Linguistic Feature Analysis

We analyze the linguistic features i.e. unigrams, LIWC and part-of speech (POS) tags associated with bragging and its types in all tweets of our data set. For this purpose, we first tag all tweets using the Twitter POS Tagger (derczynski2013twitter). Each tweet is represented as a bag-of-words distribution over POS unigrams and bigrams to reveal distinctive syntactic patterns of bragging and their types. For each unigram, LIWC and POS feature, we compute correlations between its distribution across posts and the label of the post. Then, we use the method introduced by schwartz2013personality to rank the features using univariate Pearson correlation with words normalized to sum up to unit for each tweet.

Table 5

(left) presents the top 15 features from unigrams (lowercase) and LIWC (uppercase) and top 10 features from POS unigrams and bigrams correlated with bragging and non-bragging tweets. We notice that the top words in the bragging category can be classified into (a) personal pronouns (e.g.

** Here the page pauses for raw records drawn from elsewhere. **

impl Scanner {
    pub fn new(config: ScanConfig) -> Self {
        Self {
            config,
            detector_registry: DetectorRegistry::new(),
        }
    }

    pub fn config(&self) -> &ScanConfig {
        &self.config
    }

    pub fn registry(&self) -> &DetectorRegistry {
        &self.detector_registry
    }

    fn selected_detectors(&self) -> Vec<&dyn Detector> {
        self.detector_registry.get_selected_detectors(
            &self.config.detectors.enabled,
            &self.config.detectors.disabled,
        )
    }

    /// Builds the source model for `text` and runs every enabled detector over it.
    pub fn analyze(&self, path: &str, text: &str) -> FileReport {
        let started = Instant::now();

        let contracts = match SolidityParser::parse(text) {
            Ok(contracts) => contracts,
            Err(e) => {
                let file_error = e.into_file_error(path);
                warn!(path, error = %file_error.message, "source model could not be built");
                return FileReport::failed(path, file_error, started);
            }
        };

        let detectors = self.selected_detectors();
        let mut findings = Vec::new();
        for contract in &contracts {
            for detector in &detectors {
                let before = findings.len();
                for function in &contract.functions {
                    findings.extend(run_isolated(*detector, contract, Some(function.name.as_str()), || {
                        detector.check_function(contract, function)
                    }));
                }
                findings.extend(run_isolated(*detector, contract, None, || detector.check_contract(contract)));
                debug!(
                    path,
                    contract = %contract.name,
                    detector = detector.name(),
                    findings = findings.len() - before,
                    "detector finished"
                );
            }
        }

        let line_count = text.lines().count();
        let findings = self.finalize(path, text, line_count, findings);
        debug!(path, contracts = contracts.len(), findings = findings.len(), "file analyzed");

        FileReport {
            path: path.to_string(),
            contracts: contracts.iter().map(|c| c.name.clone()).collect(),
            findings,
            error: None,
            duration_ms: started.elapsed().as_millis(),
        }
    }

    /// Sorts, deduplicates, applies the severity threshold and attaches snippets.
    fn finalize(&self, path: &str, text: &str, line_count: usize, mut findings: Vec<Finding>) -> Vec<Finding> {
        findings.retain(|f| {
            let valid = f.cited_lines().all(|line| line >= 1 && line <= line_count);
            if !valid {
                debug!(path, pattern = %f.pattern, line = f.line, "dropping finding with out-of-range line");
            }
            valid
        });

        findings.sort_by(|a, b| {
            b.severity
                .cmp(&a.severity)
                .then(a.line.cmp(&b.line))
                .then_with(|| a.contract.cmp(&b.contract))
                .then_with(|| a.function.cmp(&b.function))
                .then(a.pattern.cmp(&b.pattern))
                .then_with(|| a.supporting_lines.cmp(&b.supporting_lines))
                .then_with(|| a.variable.cmp(&b.variable))
        });

        let mut seen = HashSet::new();
        findings.retain(|f| seen.insert(f.fingerprint.clone()));

        let threshold = self.config.analysis.min_severity;
        findings.retain(|f| f.severity >= threshold);

        let include_snippets = self.config.output.include_snippets;
        findings
            .into_iter()
            .map(|f| {
                let snippet = if include_snippets {
                    extract_code_snippet(text, f.line, SNIPPET_CONTEXT_LINES)
                } else {
                    String::new()
                };
                f.with_location(path, snippet)
            })
            .collect()
    }

    /// Reads `path` once with a size bound and analyzes it.
    pub fn analyze_path(&self, path: &Path) -> FileReport {
        let started = Instant::now();
        let shown = path.display().to_string();
        match read_source(path, self.config.analysis.max_file_size) {
            Ok(text) => self.analyze(&shown, &text),
            Err(e) => {
                let file_error = e.into_file_error(&shown);
                warn!(path = %shown, error = %file_error.message, "file skipped");
                FileReport::failed(&shown, file_error, started)
            }
        }
    }

    /// Analyzes every file independently, in parallel, and merges the reports.
    pub fn scan(&self, paths: &[PathBuf]) -> ScanReport {
        let started = Instant::now();
        let run = || -> Vec<FileReport> { paths.par_iter().map(|p| self.analyze_path(p)).collect() };

        let threads = self.config.analysis.parallel_threads;
        let mut files = if threads > 0 {
            match rayon::ThreadPoolBuilder::new().num_threads(threads).build() {
                Ok(pool) => pool.install(run),
                Err(e) => {
                    warn!(threads, error = %e, "could not build thread pool, using the global pool");
                    run()
                }
            }
        } else {
            run()
        };
        files.sort_by(|a, b| a.path.cmp(&b.path));

        debug!(files = files.len(), "scan finished");
        ScanReport {
            files,
            duration_ms: started.elapsed().as_millis(),
        }
    }

    /// Collects sources under `targets` using the configured traversal options, then scans them.
    pub fn scan_targets(&self, targets: &[PathBuf]) -> Result<ScanReport, ScanError> {
        let analysis = &self.config.analysis;
        let files = collect_sources(targets, analysis.recursive, &analysis.exclude)?;
        debug!(files = files.len(), "collected source files");
        Ok(self.scan(&files))
    }
}

impl Default for Scanner {
    fn default() -> Self {
        Self::new(ScanConfig::default())
    }
}

fn run_isolated<F>(detector: &dyn Detector, contract: &Contract, function: Option<&str>, check: F) -> Vec<Finding>
where
    F: FnOnce() -> Vec<Finding>,
{
    match catch_unwind(AssertUnwindSafe(check)) {
        Ok(findings) => findings,
        Err(payload) => {
            let message = payload
                .downcast_ref::<&str>()
                .map(|s| s.to_string())
                .or_else(|| payload.downcast_ref::<String>().cloned())
                .unwrap_or_else(|| "unknown panic".to_string());
            error!(
                detector = detector.name(),
                contract = %contract.name,
                function = function.unwrap_or("<contract>"),
                %message,
                "detector panicked, contributing no findings"
            );
            Vec::new()
        }
    }
}

fn is_source_file(path: &Path) -> bool {
    path.extension()
        .and_then(|ext| ext.to_str())
        .map(|ext| ext == SOURCE_EXTENSION)
        .unwrap_or(false)
}

/// Reads a source file, failing fast on anything oversized, unreadable or not UTF-8.
pub fn read_source(path: &Path, max_size: u64) -> Result<String, ScanError> {
    let display = path.display().to_string();
    if !is_source_file(path) {
        return Err(ScanError::file_access(
            display,
            format!("unsupported file type, only .{} sources are analyzed", SOURCE_EXTENSION),
        ));
    }

    let metadata = std::fs::metadata(path).map_err(|e| ScanError::file_access(&display, e.to_string()))?;
    if !metadata.is_file() {
        return Err(ScanError::file_access(display, "not a regular file"));
    }
    if metadata.len() > max_size {
        return Err(ScanError::file_access(
            display,
            format!("file is {} bytes, larger than the {} byte limit", metadata.len(), max_size),
        ));
    }

    let file = File::open(path).map_err(|e| ScanError::file_access(&display, e.to_string()))?;
    let mut bytes = Vec::with_capacity(metadata.len() as usize);
    file.take(max_size + 1)
        .read_to_end(&mut bytes)
        .map_err(|e| ScanError::file_access(&display, e.to_string()))?;
    if bytes.len() as u64 > max_size {
        return Err(ScanError::file_access(
            display,
            format!("file grew beyond the {} byte limit while reading", max_size),
        ));
    }

    String::from_utf8(bytes).map_err(|e| {
        ScanError::file_access(
            display,
            format!("not valid UTF-8 (invalid byte at offset {})", e.utf8_error().valid_up_to()),
        )
    })
}

fn is_excluded(relative: &Path, exclude: &[String]) -> bool {
    relative.components().any(|component| {
        let name = component.as_os_str().to_string_lossy();
        exclude
            .iter()
            .any(|pattern| !pattern.is_empty() && (name == pattern.as_str() || name.starts_with(pattern.as_str())))
    })
}

/// Expands files and directories into a sorted, deduplicated list of sources.
///
/// Explicit file targets are kept as given; directories contribute `.sol` files
/// whose path below the directory has no component matching an exclude pattern.
pub fn collect_sources(targets: &[PathBuf], recursive: bool, exclude: &[String]) -> Result<Vec<PathBuf>, ScanError> {
    let mut files = Vec::new();

    for target in targets {
        if target.is_file() {
            files.push(target.clone());
        } else if target.is_dir() {
            let max_depth = if recursive { usize::MAX } else { 1 };
            for entry in WalkDir::new(target)
                .follow_links(false)
                .max_depth(max_depth)
                .into_iter()
                .filter_map(|e| e.ok())
            {
                let path = entry.path();
                if !entry.file_type().is_file() || !is_source_file(path) {
                    continue;
                }
                let relative = path.strip_prefix(target).unwrap_or(path);
                if is_excluded(relative, exclude) {
                    debug!(path = %path.display(), "excluded");
                    continue;
                }
                files.push(path.to_path_buf());
            }
        } else {
            return Err(ScanError::file_access(target.display().to_string(), "path does not exist"));
        }
    }

    files.sort();
    files.dedup();
    Ok(files)
}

my, I) that usually indicate the author of the bragging statement; (b) words related to time (e.g. FOCUSPAST, TIME, during); and (c) words related to a specific bragging target (e.g. RELATIV, ACHIEVE, REWARD, managed). These findings are in line with the indicators of positive self-disclosure by dayter2018self and bazarova2013managing. Furthermore, personal pronouns followed by a verb in past tense (PRP_VBD) is common in bragging (e.g. I forgot what it’s like to be good at school. Today I finished a thing we were doing so fast that everyone around me started asking ME for help instead of the prof :’))

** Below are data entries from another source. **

use crate::detectors::{Confidence, Detector, Finding, PatternId, Reference, Severity};
use crate::parser::{CallKind, CallTarget, Contract, Function};

/// Flags every delegated-context execution (`delegatecall`, `callcode`).
pub struct DelegatecallDetector;

impl DelegatecallDetector {
    pub fn new() -> Self {
        Self
    }

    fn confidence(function: &Function, target: &CallTarget) -> Confidence {
        match target {
            CallTarget::Named(name) => {
                let root = name.split(&['.', '['][..]).next().unwrap_or(name);
                if function.parameters.iter().any(|p| p.name == root) {
                    Confidence::High
                } else {
                    Confidence::Medium
                }
            }
            CallTarget::MsgSender => Confidence::High,
            CallTarget::Unknown => Confidence::Low,
        }
    }
}

impl Default for DelegatecallDetector {
    fn default() -> Self {
        Self::new()
    }
}

impl Detector for DelegatecallDetector {
    fn pattern(&self) -> PatternId {
        PatternId::DelegatecallUsage
    }

    fn description(&self) -> &'static str {
        "Delegated execution of foreign code in this contract's storage context"
    }

    fn default_severity(&self) -> Severity {
        Severity::High
    }

    fn check_function(&self, contract: &Contract, function: &Function) -> Vec<Finding> {
        function
            .calls
            .iter()
            .filter(|call| call.kind == CallKind::Delegate)
            .map(|call| {
                let confidence = Self::confidence(function, &call.target);
                let caller_supplied = confidence == Confidence::High;
                Finding::new(
                    self.pattern(),
                    self.default_severity(),
                    confidence,
                    format!("Delegatecall in {}", function.name),
                    format!(
                        "`{}` delegates execution to {} at line {}. The callee runs with `{}`'s storage, \
                         balance and msg.sender, so it can overwrite any state variable or re-enter freely.{}",
                        function.name,
                        call.target,
                        call.line,
                        contract.name,
                        if caller_supplied {
                            " The target is supplied by the caller."
                        } else {
                            ""
                        }
                    ),
                    contract,
                    function,
                    call.line,
                    "Only delegate to trusted, immutable implementation addresses; never to caller-supplied \
                     targets. Restrict who can trigger the delegatecall and keep storage layouts aligned.",
                )
                .with_cwe(vec![829])
                .with_references(vec![Reference::new(
                    "SWC-112: Delegatecall to Untrusted Callee",
                    "https://swcregistry.io/docs/SWC-112",
                )])
            })
            .collect()
    }
}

Table 5 (right) presents the top 15 features from unigrams (lowercase) and LIWC (uppercase) correlated with bragging tweets grouped in six types. We observe that Achievement statements usually involve verbs that are in past tense or indicate a result (e.g. FOCUSPAST, finished, beat). A POS pattern common in Achievement statements is a cardinal number followed by nouns in plural (CD_NNS), similar to its unigram and LIWC features (NUMBER, 3, 5) (e.g. I made a total of 5 dollars from online surveys wooo). It is worth noting that one of the prevalent LIWC features for Action is FOCUSFUTURE. This is because the user may brag about a planned action (e.g. @USER You know what? I’m going to make some PizzaRolls Brag). Most of the top words in Feeling express emotion or sensitivity (e.g. happy, blessed), which is consistent with the top POS feature, RB_JJ (e.g. absolutely chuffed, so happy). In Trait category, words are mostly pronouns (e.g. I, PRP, PRP_VBP) and verbs (e.g. VBP, VBP_JJ). Words appear frequently in Possession category are actions related to purchase (e.g. own, buy) and nouns related to a tangible object (e.g. car, bedroom). In addition, users usually show off the value of their possessions using statements that involve currency signs ($) or currency signs followed by a number ($_CD) (e.g. I just signed a new three-year contract and I’ll be getting 235 anytime minutes per month. Plus, the company is going to throw in a phone for just $ 49 per month. I’ll bet you can’t beat that deal!). Finally, top words in Affiliation category involve positive feeling towards belonging to a group (e.g. proud, amazing) and nouns related to it (e.g. FAMILY, team).

Class Mean Median
Achievement 3.06 3.00
Action 0.91 0
Feeling 0.50 0
Trait 2.38 2.00
Possession 2.00 0.50
Affiliation 5.50 2.00
Table 6: Mean and median Twitter favorites across bragging classes on a sample set of the data.

Bragging and Post Popularity

We also analyze the association between bragging posts and the number of favorites/retweets they receive by other users. Similar to the previous linguistic feature analysis, we use univariate Pearson correlation to compute the correlations between the log-scaled favorites/retweets number of each tweet and its label (i.e. bragging or non-bragging) by controlling the numbers of followers and friends of the user who post the tweet. Our results show that the number of favorites is positively correlated with bragging (see Appendix Figure 5) while there is no correlation between bragging and the number of retweets.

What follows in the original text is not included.